TLDR
Perusahaan satelit Beijing segera merespons bencana dengan mengalihkan satelit untuk survei. Tiongkok berusaha menghentikan dominasi AI oleh AS. Banjir di Nepal memberikan dampak signifikan terhadap lingkungan dan masyarakat. Pomodo.id - China baru-baru ini mengalihkan perhatian dunia setelah terjadinya bencana longsor yang diakibatkan oleh keruntuhan gletser di perbatasan China-Nepal. Dalam waktu relatif singkat pasca bencana, sebuah perusahaan satelit yang berbasis di Beijing berhasil mengalihkan enam satelitnya untuk memantau daerah bencana tersebut, menyoroti kecepatan dan efisiensi dalam respons bencana teknologi. Tindakan ini tidak hanya bertujuan untuk menganalisis dampak bencana, tetapi juga untuk mengukuhkan posisi China dalam dominasi teknologi, termasuk di bidang kecerdasan buatan (AI), yang menjadi perhatian utama dalam persaingan global, terutama melawan dominasi AS.Bencana ini berkisar pada jatuhnya bagian besar dari gletser di sisi Nepal, yang mengakibatkan longsor besar yang mengakibatkan lebih dari 400 orang kehilangan nyawa dan ribuan orang dinyatakan hilang. Dengan pengalihan satelit ini, Beijing menunjukkan kemampuannya dalam memonitor situasi dan mendukung tim penanggulangan bencana guna mengurangi dampak yang mungkin terjadi di wilayah yang terdampak. Satelit ini berperan penting dalam memberikan informasi yang diperlukan untuk manajemen bencana yang efektif. Pemantauan dengan satelit sangat penting, karena seperti yang diketahui, bencana alam dapat memberikan dampak yang luas dan mendalam, termasuk mengubah lanskap sosial dan ekonomi kawasan tersebut.Meskipun begitu, ada batasan dalam kecepatan dan keefektivitasan respon China terhadap bencana alam seperti ini. Respons dengan memanfaatkan teknologi satelit mungkin hebat, tetapi tidak serta merta dapat menyelesaikan masalah yang berkaitan dengan perubahan iklim yang lebih luas yang mempengaruhi kemunculan bencana tersebut. Hal ini menunjukkan bahwa meskipun respons teknologi cepat, tantangan dalam mitigasi risiko dan penyesuaian terhadap iklim tetap menjadi pekerjaan rumah yang perlu diselesaikan secara global, termasuk oleh Indonesia yang juga rentan terhadap bencana alam.
Teknologi satelit adalah metode yang memungkinkan pengumpulan informasi dari jarak jauh mengenai objek di permukaan Bumi.

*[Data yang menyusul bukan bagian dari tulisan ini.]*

//! Version identifier parsing
//!
//! Accepts `MAJOR.MINOR.PATCH-STAGE[.INDEX]` and `MAJOR.MINOR.PATCH.STAGE[.INDEX]`
//! (a leading `v` and `-` before the index are tolerated). An omitted index is
//! reported as auto-index and resolved against the catalog by the caller.

use regex::Regex;
use std::sync::LazyLock;

use crate::error::VersionError;
use crate::types::Stage;

static VERSION_REGEX: LazyLock<Regex> = LazyLock::new(|| {
    Regex::new(
        r"(?i)^v?(?P<major>\d+)\.(?P<minor>\d+)\.(?P<patch>\d+)[.-](?P<stage>alpha|beta|rc|pre|release)(?:[.-](?P<index>\d+))?$",
    )
    .expect("Invalid regex")
});

/// A version as typed by the operator; the index may be left to the tool
#[derive(Debug, Clone, Copy, PartialEq, Eq, Hash)]
pub struct VersionRequest {
    pub major: u64,
    pub minor: u64,
    pub patch: u64,
    pub stage: Stage,
    /// `None` means "next free index"
    pub index: Option<u32>,
}

impl VersionRequest {
    /// Resolve the index: explicit wins, otherwise `max(existing) + 1`, or 1
    pub fn resolve(self, existing: impl IntoIterator<Item = u32>) -> ParsedVersion {
        let index = match self.index {
            Some(index) => index,
            None => next_index(existing),
        };
        ParsedVersion {
            major: self.major,
            minor: self.minor,
            patch: self.patch,
            stage: self.stage,
            index,
        }
    }

    /// Whether the index must be assigned automatically
    pub fn is_auto_index(&self) -> bool {
        self.index.is_none()
    }
}

/// A fully resolved version
#[derive(Debug, Clone, Copy, PartialEq, Eq, Hash)]
pub struct ParsedVersion {
    pub major: u64,
    pub minor: u64,
    pub patch: u64,
    pub stage: Stage,
    pub index: u32,
}

impl ParsedVersion {
    /// Create a resolved version
    pub fn new(major: u64, minor: u64, patch: u64, stage: Stage, index: u32) -> Self {
        Self {
            major,
            minor,
            patch,
            stage,
            index,
        }
    }

    /// `MAJOR.MINOR.PATCH`
    pub fn semver(&self) -> semver::Version {
        semver::Version::new(self.major, self.minor, self.patch)
    }

    /// Recency ordering key: release number, then index
    pub fn sort_key(&self) -> (semver::Version, u32) {
        (self.semver(), self.index)
    }
}

/// Canonical form written to the catalog: `1.0.0-alpha.2`
impl std::fmt::Display for ParsedVersion {
    fn fmt(&self, f: &mut std::fmt::Formatter<'_>) -> std::fmt::Result {
        write!(
            f,
            "{}.{}.{}-{}.{}",
            self.major, self.minor, self.patch, self.stage, self.index
        )
    }
}

/// Parse an operator-supplied version string
pub fn parse_version(raw: &str) -> Result<VersionRequest, VersionError> {
    let text = raw.trim();
    let invalid = || VersionError::InvalidFormat(text.to_string());

    let caps = VERSION_REGEX.captures(text).ok_or_else(invalid)?;
    let number = |name: &str| -> Result<u64, VersionError> {
        caps.name(name)
            .ok_or_else(invalid)?
            .as_str()
            .parse()
            .map_err(|_| invalid())
    };

    let stage = caps.name("stage").ok_or_else(invalid)?.as_str().parse()?;
    let index = match caps.name("index") {
        Some(m) => Some(m.as_str().parse::<u32>().map_err(|_| invalid())?),
        None => None,
    };

    Ok(VersionRequest {
        major: number("major")?,
        minor: number("minor")?,
        patch: number("patch")?,
        stage,
        index,
    })
}

/// Parse a version that must carry an explicit index (catalog records)
pub fn parse_full_version(raw: &str) -> Option<ParsedVersion> {
    let request = parse_version(raw).ok()?;
    let index = request.index?;
    Some(request.resolve([index]))
}

/// Next auto-index: one past the highest existing index; gaps are never filled
pub fn next_index(existing: impl IntoIterator<Item = u32>) -> u32 {
    existing
        .into_iter()
        .max()
        .map(|max| max.saturating_add(1))
        .unwrap_or(1)
}

#[cfg(test)]
mod tests {
    use super::*;

    #[test]
    fn test_parse_dash_form() {
        let v = parse_version("1.0.0-alpha.2").unwrap();
        assert_eq!(
            v.resolve([]),
            ParsedVersion::new(1, 0, 0, Stage::Alpha, 2)
        );
    }

    #[test]
    fn test_both_forms_are_equivalent() {
        for (dash, dot) in [
            ("1.0.0-alpha.2", "1.0.0.alpha.2"),
            ("2.13.7-rc.10", "2.13.7.rc.10"),
            ("0.0.1-release.0", "0.0.1.release.0"),
        ] {
            assert_eq!(parse_version(dash).unwrap(), parse_version(dot).unwrap());
        }
    }

    #[test]
    fn test_stage_is_case_insensitive() {
        let v = parse_version("1.2.3-BETA.4").unwrap();
        assert_eq!(v.stage, Stage::Beta);
        assert_eq!(v.index, Some(4));
    }

    #[test]
    fn test_missing_index_is_auto() {
        let v = parse_version("1.0.0.beta").unwrap();
        assert!(v.is_auto_index());
        assert_eq!(v.resolve([1, 2]).index, 3);
    }

    #[test]
    fn test_auto_index_never_fills_gaps() {
        assert_eq!(next_index([1, 2, 4]), 5);
        assert_eq!(next_index([]), 1);
    }

    #[test]
    fn test_explicit_index_wins() {
        let v = parse_version("1.0.0-alpha.7").unwrap();
        assert_eq!(v.resolve([1, 2, 3]).index, 7);
    }

    #[test]
    fn test_tolerated_prefix_and_separator() {
        assert_eq!(
            parse_version("v1.0.0-alpha-3").unwrap(),
            parse_version("1.0.0.alpha.3").unwrap()
        );
    }

    #[test]
    fn test_invalid_versions() {
        for raw in [
            "",
            "1.0",
            "1.0.0",
            "1.0.0-gamma.1",
            "a.b.c-alpha.1",
            "1.0.0.0-alpha",
            "1.0.0-alpha.x",
            "1.0.0-alpha.99999999999",
        ] {
            assert!(
                matches!(parse_version(raw), Err(VersionError::InvalidFormat(_))),
                "{raw} should be rejected"
            );
        }
    }

    #[test]
    fn test_display_is_canonical() {
        let v = parse_version("1.0.0.beta.2").unwrap().resolve([]);
        assert_eq!(v.to_string(), "1.0.0-beta.2");
    }

    #[test]
    fn test_parse_full_version_requires_index() {
        assert!(parse_full_version("1.0.0-alpha").is_none());
        assert_eq!(parse_full_version("1.0.0-alpha.1").map(|v| v.index), Some(1));
    }
}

Satelit digunakan untuk berbagai aplikasi, termasuk pemantauan cuaca, komunikasi, dan pengawasan bencana alam. Meskipun banyak mengira bahwa satelit hanya digunakan untuk hal-hal canggih, faktanya, teknologi ini telah menjadi alat vital untuk memahami dan mengatasi masalah lingkungan di seluruh dunia.
Perkembangan ini membuka peluang bagi generasi muda Indonesia, baik dari segi pendidikan maupun karir. Dengan meningkatnya kebutuhan akan teknologi dan pemantauan lingkungan, peluang pekerjaan di bidang teknologi informasi dan komunikasi (TIK), termasuk di dalamnya satelit dan pemrograman, akan semakin berkembang. Di Indonesia, ada kemungkinan akan muncul kebutuhan untuk mempersiapkan lulusan yang terampil dalam teknologi pemonitoran dan pengelolaan bencana, mengingat negara ini juga sering mengalami bencana serupa.Dalam jangka panjang, persaingan China dan AS dalam domain teknologi, termasuk AI, menunjukkan potensi perubahan dalam jangkauan alat dan teknologi yang akan tersedia di Indonesia. Sebagai contoh, adopsi satelit pemantauan dalam manajemen bencana dapat meningkatkan efisiensi dalam penanggulangan risiko bencana di Indonesia. Hal ini memberikan wawasan bahwa dengan peningkatan teknologi, kesiapsiagaan dan strategi adaptasi terhadap perubahan iklim dapat diperbaiki, yang tentunya akan sangat bermanfaat bagi masyarakat, terutama generasi muda yang ingin terlibat dalam bidang ini.